Last week’s column sketched the broad outcomes of the two major parties in government over the last almost 30 years. However, I feel the need to illustrate further the reasoning behind my view, that there has to be meaningful change to the political culture and the parties to prevent the society from going over the edge.

In addition to the major inability to begin the required transformation of the economy, the growth and inculcation of criminality, and the boldness with which the expressions of crime are carried out have led to a major deterioration in the quality of life for citizens. Governments have spent more than a few billions without success.

Corruption in the core of the society has become a way of life; little is outside the range of bribery, nepotism, and in many instances, the maladies have become embedded in institutional organisation and administration.

Over the reign of the two major parties and governments, tribalism and fanaticism in the bases of the parties have reached new levels, unthinking support notwithstanding.

The conduct of parliamentary business has been liberally coated with initiatives and postures, often disruptive and hardly constructive to the national good.

Parties and their leaders in government and opposition have brought the Parliament into disrepute with baseless allegations made one against the other; it would not be an overstatement to say that on occasion “jamette” society reigns.

Several bills have often been stalemated with leaders and their parties hanging on to narrow political interests, forcing the interests of T&T into subservience. In many instances, parties in government promote and pass legislation, only to oppose it when in opposition with a fig leaf of an excuse as to a rationale for a change of mind.

A couple of Speakers have presided over the House with crass side-taking on behalf of their parties; the Parliament has been devalued as an institution in which lawmaking is in the national interest.

Significantly, the parties have contributed to tribalism by their governance methods skewed in favour of their tribe.

The electoral statistics, the composition and mobilization ethic of the parties make clear the tribal associations and intent of the politics. Given such a political culture that gives direction to organisation and administration, it is obvious that there can be little forward movement.

The failure of the parties to even place meaningful constitutional reform on the national agenda, their encouragement and facilitation of elements of the business community to buy influence in government decision-making, through investing hundreds of millions of dollars in the campaigns of the parties, has not merely distorted economic decision-making, but has immersed the economy and society in institutional corruption.

Those at the other end of the economy and society must feel justified in seeking their piece of the action too.

The parties/governments would point to infrastructure projects completed, jobs created, and social welfare distributed; but if collectively they have not done some good with over one trillion plus dollars collected in revenue, then they all deserve to be jailed.

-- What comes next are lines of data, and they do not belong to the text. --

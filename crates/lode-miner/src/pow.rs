//! PoW mining: nonce search, extra-nonce plumbing, worker threads, and the
//! process-wide hashrate meter.

use std::sync::atomic::{AtomicBool, AtomicU64, Ordering};
use std::sync::{Arc, Mutex};
use std::thread::{self, JoinHandle};
use std::time::{Duration, SystemTime, UNIX_EPOCH};

use crate::assembler::{AssemblerOptions, BlockAssembler, BlockMode};
use crate::context::{ChainView, NetworkView, WalletView};
use crate::error::MinerError;
use crate::mempool::MempoolView;
use lode_consensus::{bits_to_target, hash_meets_target};
use lode_core::{
    block_merkle_root, pow_hash, Amount, Block, BlockHeader, ConsensusParams, Hash32, Script,
    COINBASE_FLAGS, MAX_COINBASE_SCRIPT_SIG,
};
use num_bigint::BigUint;
use tracing::{debug, error, info, warn};

/// Nonce value above which the search space is considered exhausted.
pub const NONCE_EXHAUSTED: u32 = 0xffff_0000;

/// Sleep while waiting for peers or initial block download.
const NETWORK_WAIT: Duration = Duration::from_secs(10);

/// Rebuild the template when the mempool changed and this much time passed.
const MEMPOOL_REFRESH_SECS: u64 = 60;

/// Push the header time forward to `max(mtp + 1, adjusted time)`.
///
/// Returns the signed delta; a negative value means the clock ran backwards
/// relative to the header and the caller should rebuild.
pub fn update_time(
    header: &mut BlockHeader,
    chain: &impl ChainView,
    prev_hash: &Hash32,
) -> i64 {
    let old = header.time;
    let mtp = chain.median_time_past(prev_hash).unwrap_or(0);
    let new = chain.adjusted_time().max(mtp + 1);
    if new > old {
        header.time = new;
    }
    new as i64 - old as i64
}

/// Bump the coinbase extra-nonce and rewrite the scriptSig as
/// `height || extra_nonce || COINBASE_FLAGS`, recomputing the merkle root.
///
/// The extra-nonce resets to zero exactly when the previous-block hash
/// changes between calls; `last_prev` carries that state across templates.
pub fn increment_extra_nonce(
    block: &mut Block,
    height: u64,
    extra_nonce: &mut u32,
    last_prev: &mut Hash32,
) -> Result<(), MinerError> {
    if *last_prev != block.header.prev {
        *extra_nonce = 0;
        *last_prev = block.header.prev;
    }
    *extra_nonce += 1;

    let script_sig = Script::new()
        .push_int(height as i64)
        .push_int(i64::from(*extra_nonce))
        .concat(&Script::from_bytes(COINBASE_FLAGS.to_vec()));
    if script_sig.len() > MAX_COINBASE_SCRIPT_SIG {
        return Err(MinerError::ScriptSigTooLong);
    }
    block.txs[0].inputs[0].script_sig = script_sig;
    let merkle_root = block_merkle_root(block)?;
    block.header.merkle_root = merkle_root;
    Ok(())
}

/// Scan nonces until a candidate digest with sixteen leading zero bits
/// turns up.
///
/// Returns `Some(digest)` for a candidate (the caller checks the real
/// target), or `None` after 65536 attempts so the outer loop can re-check
/// its restart conditions. The stop flag is polled every 4096 nonces.
pub fn scan_hash(
    header: &mut BlockHeader,
    nonce: &mut u32,
    stop: &AtomicBool,
) -> Result<Option<Hash32>, MinerError> {
    loop {
        *nonce = nonce.wrapping_add(1);
        header.nonce = *nonce;
        let digest = pow_hash(header)?;

        // Cheap pre-filter: top two bytes of the digest must be zero.
        if digest.as_bytes()[0] == 0 && digest.as_bytes()[1] == 0 {
            return Ok(Some(digest));
        }

        if *nonce & 0xffff == 0 {
            return Ok(None);
        }

        if *nonce & 0xfff == 0 && stop.load(Ordering::Relaxed) {
            return Ok(None);
        }
    }
}

/// A burn-vote entry for RNG blocks.
#[derive(Clone, Debug)]
pub struct BurnVote {
    /// Amount burned.
    pub amount: Amount,
}

/// Pick the winning burn for an RNG block, seeded by the prior block hash.
///
/// TODO: wire up burn-transaction collection; until then every call sees an
/// empty set and returns `None`, which keeps RNG blocks indistinguishable
/// from ordinary PoW blocks.
pub fn select_burn_winner<'a>(
    burns: &'a [BurnVote],
    seed: &Hash32,
    params: &ConsensusParams,
) -> Option<&'a BurnVote> {
    let mut total_votes = 0u64;
    for burn in burns {
        if burn.amount >= params.min_burn_amount {
            total_votes += burn.amount.atoms() / params.burn_vote_ratio;
        }
    }
    if total_votes == 0 {
        return None;
    }

    let rand = u64::from_le_bytes(seed.as_bytes()[..8].try_into().ok()?);
    let winning_vote = rand % total_votes;

    let mut vote_count = 0u64;
    for burn in burns {
        if burn.amount < params.min_burn_amount {
            continue;
        }
        let votes = burn.amount.atoms() / params.burn_vote_ratio;
        if vote_count <= winning_vote && winning_vote < vote_count + votes {
            return Some(burn);
        }
        vote_count += votes;
    }
    None
}

/// Process-wide hashes-per-second estimate.
///
/// The counter is cheap to bump; the rate is folded roughly every four
/// seconds behind a double-checked window gate, and logged at most every
/// thirty minutes.
pub struct HashrateMeter {
    hashes: AtomicU64,
    window_start_ms: AtomicU64,
    state: Mutex<MeterState>,
}

struct MeterState {
    hashes_per_sec: f64,
    last_log_ms: u64,
}

const METER_WINDOW_MS: u64 = 4_000;
const METER_LOG_INTERVAL_MS: u64 = 30 * 60 * 1_000;

impl Default for HashrateMeter {
    fn default() -> Self {
        Self::new()
    }
}

impl HashrateMeter {
    /// A meter with an empty window.
    pub fn new() -> Self {
        Self {
            hashes: AtomicU64::new(0),
            window_start_ms: AtomicU64::new(0),
            state: Mutex::new(MeterState {
                hashes_per_sec: 0.0,
                last_log_ms: 0,
            }),
        }
    }

    /// Record hashes done; folds the window when it is old enough.
    pub fn record(&self, hashes_done: u64) {
        let now = now_millis();
        if self
            .window_start_ms
            .compare_exchange(0, now, Ordering::SeqCst, Ordering::SeqCst)
            .is_ok()
        {
            return;
        }
        self.hashes.fetch_add(hashes_done, Ordering::Relaxed);

        // First check outside the lock, second inside.
        if now.saturating_sub(self.window_start_ms.load(Ordering::SeqCst)) <= METER_WINDOW_MS {
            return;
        }
        let Ok(mut state) = self.state.lock() else {
            return;
        };
        let start = self.window_start_ms.load(Ordering::SeqCst);
        let elapsed = now.saturating_sub(start);
        if elapsed <= METER_WINDOW_MS {
            return;
        }
        let hashes = self.hashes.swap(0, Ordering::SeqCst);
        self.window_start_ms.store(now, Ordering::SeqCst);
        state.hashes_per_sec = 1000.0 * hashes as f64 / elapsed as f64;

        if now.saturating_sub(state.last_log_ms) > METER_LOG_INTERVAL_MS {
            state.last_log_ms = now;
            info!(
                khash_per_sec = state.hashes_per_sec / 1000.0,
                "miner hashrate"
            );
        }
    }

    /// Latest folded estimate.
    pub fn hashes_per_sec(&self) -> f64 {
        self.state.lock().map(|s| s.hashes_per_sec).unwrap_or(0.0)
    }
}

fn now_millis() -> u64 {
    SystemTime::now()
        .duration_since(UNIX_EPOCH)
        .map(|d| d.as_millis() as u64)
        .unwrap_or(0)
}

/// Everything a mining loop needs from the node, bundled for thread spawns.
pub struct MinerContext<C, M, W, N> {
    /// Chain state and submission.
    pub chain: Arc<C>,
    /// Mempool query surface.
    pub mempool: Arc<M>,
    /// Wallet surface.
    pub wallet: Arc<W>,
    /// Networking facts.
    pub network: Arc<N>,
    /// Consensus parameters.
    pub params: Arc<ConsensusParams>,
    /// Assembly policy.
    pub options: AssemblerOptions,
}

impl<C, M, W, N> Clone for MinerContext<C, M, W, N> {
    fn clone(&self) -> Self {
        Self {
            chain: Arc::clone(&self.chain),
            mempool: Arc::clone(&self.mempool),
            wallet: Arc::clone(&self.wallet),
            network: Arc::clone(&self.network),
            params: Arc::clone(&self.params),
            options: self.options.clone(),
        }
    }
}

/// Handle over the pool of PoW worker threads.
pub struct PowMiner {
    stop: Arc<AtomicBool>,
    meter: Arc<HashrateMeter>,
    workers: Vec<JoinHandle<()>>,
}

impl PowMiner {
    /// Spawn `threads` workers (negative: one per core).
    pub fn start<C, M, W, N>(ctx: MinerContext<C, M, W, N>, threads: i64) -> Self
    where
        C: ChainView + 'static,
        M: MempoolView + 'static,
        W: WalletView + 'static,
        N: NetworkView + 'static,
    {
        let threads = if threads < 0 {
            num_cpus::get()
        } else {
            threads as usize
        };
        let stop = Arc::new(AtomicBool::new(false));
        let meter = Arc::new(HashrateMeter::new());

        let mut workers = Vec::with_capacity(threads);
        for id in 0..threads {
            let ctx = ctx.clone();
            let stop = Arc::clone(&stop);
            let meter = Arc::clone(&meter);
            workers.push(thread::spawn(move || {
                info!(worker = id, "miner thread started");
                if let Err(err) = miner_thread(&ctx, &stop, &meter) {
                    error!(worker = id, %err, "miner thread exited with error");
                }
                info!(worker = id, "miner thread terminated");
            }));
        }

        Self {
            stop,
            meter,
            workers,
        }
    }

    /// Shared hashrate meter.
    pub fn meter(&self) -> Arc<HashrateMeter> {
        Arc::clone(&self.meter)
    }

    /// Signal all workers and join them.
    pub fn stop(self) {
        self.stop.store(true, Ordering::SeqCst);
        for worker in self.workers {
            let _ = worker.join();
        }
    }
}

/// One worker: build a template, grind nonces, submit, repeat.
fn miner_thread<C, M, W, N>(
    ctx: &MinerContext<C, M, W, N>,
    stop: &AtomicBool,
    meter: &HashrateMeter,
) -> Result<(), MinerError>
where
    C: ChainView,
    M: MempoolView,
    W: WalletView,
    N: NetworkView,
{
    let params = &*ctx.params;
    let mut extra_nonce = 0u32;
    let mut last_prev = Hash32::zero();

    let coinbase_script = ctx
        .wallet
        .mining_script()
        .ok_or(MinerError::Wallet("keypool ran out; refill and restart"))?;

    while !stop.load(Ordering::SeqCst) {
        // Wait for the network unless blocks are mined on demand.
        if !params.mine_blocks_on_demand {
            loop {
                if ctx.network.peer_count() > 0 && !ctx.network.is_initial_block_download() {
                    break;
                }
                if ctx.network.is_initial_block_download() {
                    debug!("miner: initial block download; sleeping");
                } else {
                    debug!("miner: no peers; sleeping");
                }
                thread::sleep(NETWORK_WAIT);
                if stop.load(Ordering::SeqCst) {
                    return Ok(());
                }
            }
        }

        let transactions_updated_last = ctx.mempool.transactions_updated();
        let tip = ctx.chain.tip();

        // RNG block: burn voting is not collected yet, so the winner
        // selection is a no-op placeholder.
        if params.rng_block_spacing > 0 && tip.height % params.rng_block_spacing == 0 {
            let _winner = select_burn_winner(&[], &tip.hash, params);
        }

        let assembler =
            BlockAssembler::new(&*ctx.chain, &*ctx.mempool, params, ctx.options.clone());
        let template = assembler
            .assemble(&coinbase_script, &BlockMode::Pow)?
            .ok_or(MinerError::Assembly("no template"))?;

        let mut block = template.block;
        increment_extra_nonce(&mut block, tip.height + 1, &mut extra_nonce, &mut last_prev)?;

        info!(txs = block.txs.len(), "miner: running");
        let start_secs = now_millis() / 1000;
        let mut hash_target: BigUint = bits_to_target(block.header.bits)?;
        let mut nonce = 0u32;
        let mut old_nonce = 0u32;

        loop {
            let found = scan_hash(&mut block.header, &mut nonce, stop)?;
            let hashes_done = nonce.wrapping_sub(old_nonce);
            old_nonce = nonce;
            meter.record(u64::from(hashes_done));

            if let Some(digest) = found {
                if hash_meets_target(digest.as_bytes(), &hash_target) {
                    // Re-verify before shouting about it.
                    debug_assert_eq!(pow_hash(&block.header).ok(), Some(digest));
                    info!(hash = %digest, "miner: block found");

                    if block.header.prev != ctx.chain.tip().hash {
                        warn!("miner: generated block is stale");
                        break;
                    }
                    if let Err(reason) = ctx.chain.submit_block(block.clone()) {
                        warn!(%reason, "miner: block was not accepted");
                        break;
                    }
                    ctx.wallet.keep_script();

                    if params.mine_blocks_on_demand {
                        // One block per run on regtest.
                        return Ok(());
                    }
                    break;
                }
            }

            // Restart conditions.
            if stop.load(Ordering::SeqCst) {
                return Ok(());
            }
            if !params.mine_blocks_on_demand && ctx.network.peer_count() == 0 {
                break;
            }
            if nonce >= NONCE_EXHAUSTED {
                break;
            }
            if ctx.mempool.transactions_updated() != transactions_updated_last
                && now_millis() / 1000 > start_secs + MEMPOOL_REFRESH_SECS
            {
                break;
            }
            if ctx.chain.tip().hash != tip.hash {
                break;
            }
            if update_time(&mut block.header, &*ctx.chain, &tip.hash) < 0 {
                // Clock ran backwards.
                break;
            }
            if params.allow_min_difficulty_blocks {
                // Changing the header time can change work required on testnet.
                hash_target = bits_to_target(block.header.bits)?;
            }
        }
    }

    Ok(())
}
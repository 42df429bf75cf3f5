//! Miner error types.

use lode_consensus::ConsensusError;
use lode_core::CoreError;
use thiserror::Error;

/// Errors surfaced by block assembly and the mining loops.
#[derive(Debug, Error)]
pub enum MinerError {
    /// The wallet could not supply what mining needs (keys, scripts).
    #[error("wallet unavailable: {0}")]
    Wallet(&'static str),

    /// Block assembly failed outright.
    #[error("block assembly failed: {0}")]
    Assembly(&'static str),

    /// The assembled block did not pass validity checks.
    #[error("template validation failed: {0}")]
    InvalidTemplate(String),

    /// The rebuilt coinbase scriptSig exceeded the size limit.
    #[error("coinbase scriptSig exceeds size limit")]
    ScriptSigTooLong,

    /// Consensus-layer failure.
    #[error(transparent)]
    Consensus(#[from] ConsensusError),

    /// Core-layer failure.
    #[error(transparent)]
    Core(#[from] CoreError),
}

It’s against such a background of non-achievement of societal needs and with “nuff” resources to initiate that fundamental change that this columnist is certain that the political culture has to be deeply influenced by a new and participative citizen of T&T.

Leaving change to chance and/or hoping that somehow the oligarchies of the parties will give up the power they hold over sections of the electorate and society is wishing on a star; the passage of time and the succession of failed administrations have proven that.

Yes, sweep the PNM and UNC as constituted out of the way; however, the support bases of these parties have choices.